Stored data entries:
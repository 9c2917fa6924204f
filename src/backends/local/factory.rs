// Copyright (c) 2025 Steve Wagner (ciroque@live.com)
// SPDX-License-Identifier: MIT

use std::sync::Arc;

use super::elements::*;
use crate::errors::ElementMapError;
use crate::traits::{Element, ElementInit};

fn boxed<E: Element + 'static>(element: Result<E, String>) -> Result<Arc<dyn Element>, String> {
    element.map(|element| Arc::new(element) as Arc<dyn Element>)
}

/// Factory for the built-in (in-process) element library
pub struct LocalElementFactory;

impl LocalElementFactory {
    /// Create an element from its definition.
    ///
    /// `class_name` selects the implementation:
    /// - "add", "increment", "sum" -> arithmetic on integer fields
    /// - "text_in", "text", "text_out" -> TextSuffixElement with its default suffix
    /// - "select", "option", "aggregate" -> dynamic branching and rejoin
    /// - "inspect", "metrics" -> frame observers
    /// - "random_integers" -> generator source
    /// - "data_encode", "data_decode" -> base64/JSON codec
    pub fn create_element(init: &ElementInit) -> Result<Arc<dyn Element>, ElementMapError> {
        let created = match init.class_name.as_str() {
            // Arithmetic
            "add" => boxed(AddElement::new(init)),
            "increment" => boxed(IncrementElement::new(init)),
            "sum" => boxed(SumElement::new(init)),

            // Text
            "text_in" => boxed(TextSuffixElement::text_in(init)),
            "text" => boxed(TextSuffixElement::text(init)),
            "text_out" => boxed(TextSuffixElement::text_out(init)),

            // Branching
            "select" => boxed(SelectElement::new(init)),
            "option" => boxed(OptionElement::new(init)),
            "aggregate" => boxed(AggregateElement::new(init)),

            // Observers
            "inspect" => boxed(InspectElement::new(init)),
            "metrics" => boxed(MetricsElement::new(init)),

            // Sources and codecs
            "random_integers" => boxed(RandomIntegersElement::new(init)),
            "data_encode" => boxed(DataEncodeElement::new(init)),
            "data_decode" => boxed(DataDecodeElement::new(init)),

            _ => {
                return Err(ElementMapError::UnknownImplementation {
                    element: init.name.clone(),
                    class_name: init.class_name.clone(),
                })
            }
        };

        created.map_err(|reason| ElementMapError::ElementCreationFailed {
            element: init.name.clone(),
            class_name: init.class_name.clone(),
            reason,
        })
    }

    /// List all built-in element implementations
    pub fn list_available_implementations() -> Vec<&'static str> {
        vec![
            "add",
            "increment",
            "sum",
            "text_in",
            "text",
            "text_out",
            "select",
            "option",
            "aggregate",
            "inspect",
            "metrics",
            "random_integers",
            "data_encode",
            "data_decode",
        ]
    }

    /// Check if an implementation is available
    pub fn is_implementation_available(class_name: &str) -> bool {
        Self::list_available_implementations().contains(&class_name)
    }
}

#[cfg(test)]
mod tests {
    use super::*;
    use crate::backends::local::elements::test_support::init;

    fn io_for(class_name: &str) -> (Vec<&'static str>, Vec<&'static str>) {
        match class_name {
            "sum" => (vec!["a", "b"], vec!["c"]),
            "aggregate" => (vec!["text_b", "out_c"], vec!["complete", "results"]),
            "inspect" | "metrics" => (vec![], vec!["a"]),
            _ => (vec!["a"], vec!["b"]),
        }
    }

    #[test]
    fn test_every_listed_implementation_can_be_created() {
        for class_name in LocalElementFactory::list_available_implementations() {
            let (inputs, outputs) = io_for(class_name);
            let element = LocalElementFactory::create_element(&init(class_name, &inputs, &outputs))
                .unwrap_or_else(|e| panic!("{}: {}", class_name, e));
            assert_eq!(element.name(), class_name);
        }
    }

    #[test]
    fn test_unknown_implementation() {
        let result = LocalElementFactory::create_element(&init("reverse_text", &["a"], &["b"]));
        assert!(matches!(
            result,
            Err(ElementMapError::UnknownImplementation { class_name, .. }) if class_name == "reverse_text"
        ));
    }

    #[test]
    fn test_constructor_rejection_is_creation_failure() {
        let result = LocalElementFactory::create_element(&init("increment", &["a", "b"], &["c"]));
        assert!(matches!(
            result,
            Err(ElementMapError::ElementCreationFailed { reason, .. }) if reason.contains("exactly one input")
        ));
    }

    #[test]
    fn test_is_implementation_available() {
        assert!(LocalElementFactory::is_implementation_available("select"));
        assert!(LocalElementFactory::is_implementation_available("data_decode"));
        assert!(!LocalElementFactory::is_implementation_available("wasm"));
    }
}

AIM OF THE TASK: What you return should be the lines from the start of the data through the line with "branching and rejoin", quoted exactly and nothing more.

TASK RESULT:
repository 9c2917fa6924204f
filename src/backends/local/factory.rs
// Copyright (c) 2025 Steve Wagner (ciroque@live.com)
// SPDX-License-Identifier: MIT

use std::sync::Arc;

use super::elements::*;
use crate::errors::ElementMapError;
use crate::traits::{Element, ElementInit};

fn boxed<E: Element + 'static>(element: Result<E, String>) -> Result<Arc<dyn Element>, String> {
    element.map(|element| Arc::new(element) as Arc<dyn Element>)
}

/// Factory for the built-in (in-process) element library
pub struct LocalElementFactory;

impl LocalElementFactory {
    /// Create an element from its definition.
    ///
    /// `class_name` selects the implementation:
    /// - "add", "increment", "sum" -> arithmetic on integer fields
    /// - "text_in", "text", "text_out" -> TextSuffixElement with its default suffix
    /// - "select", "option", "aggregate" -> dynamic branching and rejoin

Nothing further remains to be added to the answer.